Large-scale docking simulations were executed with the purpose of distinguishing the binding affinity of potential hit compounds at each pseudo-active site through the multiple scoring functions of 11 types. The docking simulations of all potentially nontoxic compounds at the pseudo-active sites of Shh-PL2 and Shh-robotnikinin complex resulted in 3,804 and 1,808 docked poses, respectively. The consensus scoring function was used to align all docked poses in descending order considering all calculated values. In the results of the consensus scoring calculations, we analyzed and selected only the compounds with high consensus scores. A total of 92 poses of 49 different compounds and 16 poses of 14 different compounds were obtained from the pseudo-active sites of Shh obtained from Shh-PL2 and Shh-robotnikinin complexes and used in molecular docking. Our aim of this procedure was to find the hit compounds with high affinity for both of the Shh pseudo-active site of representative structures of Shh-PL2 and Shh-robotnikinin complexes. The overlapping hit compounds were searched from the highest consensus scoring compounds and eventually 8 docked poses of two different compounds, namely, BAS 13382537 (Hit 1) and BAS 06350510 (Hit 2), were obtained (Table 1, Fig. 6a and b). The Hit 1 was mapped against the Pharm-P model with fit value of 2.42, and the fit value of the Hit 2 on the same model was 3.59 (Fig. 6c and d). In case of Pharm-R model, the Hit 1 was mapped on the model with the fit value of 2.78 and the Hit 2 mapped with the fit value of 2.43 (Fig. 6e and f).
Table 1. Overlapping binding modes of the hit compounds between the Shh-PL2 and Shh-robotnikinin derived pharmacophore models.
Scoring functions | Shh-PL2 | Shh-robotnikinin | ||||||
Hit 1 | Hit 2 | Hit 1 | Hit 2 | |||||
pose 1 | pose 2* | pose 7 | pose 9 | pose 5* | pose 6 | pose 7* | pose 1* | |
LigScore1 | 3.35 | 3.52 | 4.67 | 4.61 | 2.7 | 3.08 | 2.82 | 3.07 |
LigScore2 | 4.38 | 4.18 | 5.12 | 5.01 | 4 | 4.79 | 3.88 | 3.71 |
-PLP1 | 110.4 | 111.16 | 103.79 | 103.04 | 93.68 | 91.15 | 90.07 | 84.06 |
-PLP2 | 93.84 | 90.55 | 89.4 | 88.99 | 89.92 | 87.6 | 77.29 | 75.47 |
Jain | 1.98 | 3.23 | 2.08 | 2.48 | 1.52 | 1.93 | 3.62 | 1.29 |
-PMF | 191.87 | 162.71 | 162.67 | 168.4 | 165.44 | 160.06 | 112.26 | 115.69 |
Ludi 1 | 297 | 345 | 402 | 422 | 404 | 378 | 382 | 299 |
Ludi 2 | 315 | 344 | 350 | 341 | 396 | 366 | 358 | 320 |
Ludi 3 | 489 | 596 | 535 | 528 | 652 | 550 | 484 | 403 |
-PMF04 | 153.49 | 141.28 | 131.69 | 135.74 | 132.67 | 135.09 | 104.03 | 102.27 |
DOCK SCORE | 105.528 | 104.534 | 99.023 | 98.821 | 87.448 | 86.675 | 81.975 | 80.457 |
Consensus | 11 | 11 | 11 | 11 | 11 | 11 | 11 | 11 |
Docking poses were selected based on interactions with the metal ions and key residues of Shh for further binding mode analysis.

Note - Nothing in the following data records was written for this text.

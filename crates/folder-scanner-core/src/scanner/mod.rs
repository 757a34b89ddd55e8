mod walk;

pub use walk::{scan, validate_root};
pub(crate) use walk::walk;

use std::path::{Path, PathBuf};

/// Which entries a walk reports and which subtrees it never enters.
///
/// Extension and folder-name matching is case-insensitive; values are
/// lower-cased once on construction.
#[derive(Debug, Clone)]
pub struct ScanFilter {
    include_files: bool,
    extensions: Vec<String>,
    excluded_folders: Vec<String>,
    prune_paths: Vec<PathBuf>,
}

impl ScanFilter {
    /// Every folder and every file.
    pub fn all() -> Self {
        Self {
            include_files: true,
            extensions: Vec::new(),
            excluded_folders: Vec::new(),
            prune_paths: Vec::new(),
        }
    }

    pub fn folders_only() -> Self {
        Self {
            include_files: false,
            ..Self::all()
        }
    }

    pub fn include_files(mut self, include: bool) -> Self {
        self.include_files = include;
        self
    }

    pub fn with_extensions<I, S>(mut self, extensions: I) -> Self
    where
        I: IntoIterator<Item = S>,
        S: AsRef<str>,
    {
        self.extensions = normalize(extensions);
        self
    }

    pub fn with_excluded_folders<I, S>(mut self, names: I) -> Self
    where
        I: IntoIterator<Item = S>,
        S: AsRef<str>,
    {
        self.excluded_folders = normalize(names);
        self
    }

    /// Skip the subtree rooted at `path` (compared against walked paths as given).
    pub fn with_pruned_path(mut self, path: impl Into<PathBuf>) -> Self {
        self.prune_paths.push(path.into());
        self
    }

    pub fn includes_files(&self) -> bool {
        self.include_files
    }

    pub fn extensions(&self) -> &[String] {
        &self.extensions
    }

    pub fn excluded_folders(&self) -> &[String] {
        &self.excluded_folders
    }

    /// True when a file named `name` passes the extension filter.
    pub fn accepts_file(&self, name: &str) -> bool {
        self.extensions.is_empty() || crate::utils::path::ends_with_any(name, &self.extensions)
    }

    pub fn is_excluded_folder(&self, name: &str) -> bool {
        let lower = name.to_lowercase();
        self.excluded_folders.iter().any(|excluded| *excluded == lower)
    }

    pub fn is_pruned(&self, path: &Path) -> bool {
        self.prune_paths.iter().any(|pruned| pruned == path)
    }
}

impl Default for ScanFilter {
    fn default() -> Self {
        Self::all()
    }
}

fn normalize<I, S>(values: I) -> Vec<String>
where
    I: IntoIterator<Item = S>,
    S: AsRef<str>,
{
    values
        .into_iter()
        .map(|value| value.as_ref().trim().to_lowercase())
        .filter(|value| !value.is_empty())
        .collect()
}
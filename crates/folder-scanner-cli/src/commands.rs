use clap::{Args, Parser, Subcommand, ValueEnum};
use std::path::PathBuf;

#[derive(Debug, Parser)]
#[command(name = "folder-scanner")]
#[command(about = "Inventory, compare, deduplicate and replicate folder trees", long_about = None)]
pub struct Cli {
    #[command(subcommand)]
    pub command: Option<Commands>,
}

#[derive(Debug, Subcommand)]
pub enum Commands {
    /// List the folders (and optionally files) under a root
    Catalog {
        /// Folder to scan
        root: PathBuf,
        #[command(flatten)]
        filter: FilterArgs,
        #[command(flatten)]
        output: OutputArgs,
    },
    /// Find duplicate files under a root
    Duplicates {
        /// Folder to scan
        root: PathBuf,
        /// How files are judged identical
        #[arg(long, value_enum, default_value_t = Strategy::Content)]
        strategy: Strategy,
        #[command(flatten)]
        filter: FilterArgs,
        #[command(flatten)]
        output: OutputArgs,
    },
    /// Compare two folder trees entry by entry
    Compare {
        left: PathBuf,
        right: PathBuf,
        #[command(flatten)]
        output: OutputArgs,
    },
    /// Recreate a folder tree under a destination
    Replicate {
        source: PathBuf,
        destination: PathBuf,
        #[command(flatten)]
        filter: FilterArgs,
        #[command(flatten)]
        output: OutputArgs,
    },
    /// Print configuration values
    PrintConfig,
}

#[derive(Debug, Args)]
pub struct FilterArgs {
    /// Include files, not only folders
    #[arg(long)]
    pub files: bool,
    /// Only include files ending with one of these suffixes (e.g. .pdf)
    #[arg(long = "ext", value_delimiter = ',')]
    pub extensions: Vec<String>,
    /// Folder names to skip along with everything below them
    #[arg(long = "exclude", value_delimiter = ',')]
    pub excluded_folders: Vec<String>,
}

#[derive(Debug, Args)]
pub struct OutputArgs {
    /// Write the report to this CSV file
    #[arg(short, long)]
    pub output: Option<PathBuf>,
}

#[derive(Debug, Clone, Copy, PartialEq, Eq, ValueEnum)]
pub enum Strategy {
    /// Identical bytes (BLAKE3 digest)
    Content,
    /// Same file name, ignoring case
    Name,
}
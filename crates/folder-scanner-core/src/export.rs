use serde::Serialize;
use std::fs;
use std::path::Path;
use tracing::info;

use crate::error::Result;

/// Write `rows` to `path` as CSV: one header row of column names, then one
/// line per record. The header comes from the first record, so an empty
/// slice leaves an empty file. Parent directories are created as needed.
pub fn write_csv<T: Serialize>(path: &Path, rows: &[T]) -> Result<usize> {
    if let Some(parent) = path.parent().filter(|p| !p.as_os_str().is_empty()) {
        fs::create_dir_all(parent)?;
    }

    let mut writer = csv::Writer::from_path(path)?;
    for row in rows {
        writer.serialize(row)?;
    }
    writer.flush()?;

    info!("Wrote {} rows to {}", rows.len(), path.display());
    Ok(rows.len())
}

#[cfg(test)]
mod tests {
    use super::*;
    use crate::model::EntryKind;
    use tempfile::tempdir;

    #[derive(Serialize)]
    struct Row {
        #[serde(rename = "Type")]
        kind: EntryKind,
        #[serde(rename = "Size_Bytes")]
        size: Option<u64>,
    }

    #[test]
    fn test_write_csv_header_and_blank_optionals() {
        let tmp = tempdir().unwrap();
        let path = tmp.path().join("reports").join("out.csv");
        let rows = vec![
            Row { kind: EntryKind::Folder, size: None },
            Row { kind: EntryKind::File, size: Some(0) },
        ];

        let written = write_csv(&path, &rows).unwrap();
        assert_eq!(written, 2);

        let content = fs::read_to_string(&path).unwrap();
        let lines: Vec<&str> = content.lines().collect();
        assert_eq!(lines, vec!["Type,Size_Bytes", "Folder,", "File,0"]);
    }
}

Finally, we chose the best docked poses of the common hit compounds based on interactions with the metal ions and key residues of each Shh pseudo-active site of the Shh-PL2 and Shh-robotnikinin complexes. In case of Hit 1 binding to the representative structure of Shh-PL2, the phenyl ring of methoxyphenyl group formed a pi-pi interaction with H182 and a cation-pi interaction with the zinc ion (Fig. 7a and b). The dihydroquinazolinyl group associated with cation-pi interactions to the two calcium ions, and hydrogen bonds were detected through its carbonyl and fused amino groups with the K87 and E89, respectively. The docked Hit 2 at the Shh pseudo-active site of Shh-PL2 complex has formed hydrogen bond interactions through its acetamide and sulfonyl groups with S138 and T125 residues, respectively (Fig. 7c and d). The phenyl ring of toulene moiety formed a strong pi-pi interaction with the H134 and cation-pi interactions with two calcium ions present in the pseudo-active site. The other phenyl ring interacted by forming a pi-pi interaction with the H182 and cation-pi interaction with the zinc ion. In case of the Hit 1 bound to the Shh-robtnikinin complex, the carbonyl part of amide group and the two fused adjacent nitrogen atoms of five-membered triazole ring have formed hydrogen bonds with K87 (Fig. 7e and f). Additionally, the fused amino group next to carbonyl part of quinazoline ring has interacted with E126 through a hydrogen bond. Two cation-pi interactions were detected between the phenyl ring of methoxyphenyl and R153 as well as between the triazolyl ring and each of the two calcium ions. The binding mode of Hit 2 at the Shh pseudo-active site of Shh-robotnikinin complex has also showed cation-pi interactions between the phenyl ring attached to the acetamide moiety and one of the two calcium ions as well as between the phenyl ring of toluene group and the zinc ion (Fig. 7g and h). The phenyl ring of this toluene also exhibited a pi-pi interaction with H180. Hydrogen bonds were formed through the sulfonyl and central amino groups with the T125 and K87 residues.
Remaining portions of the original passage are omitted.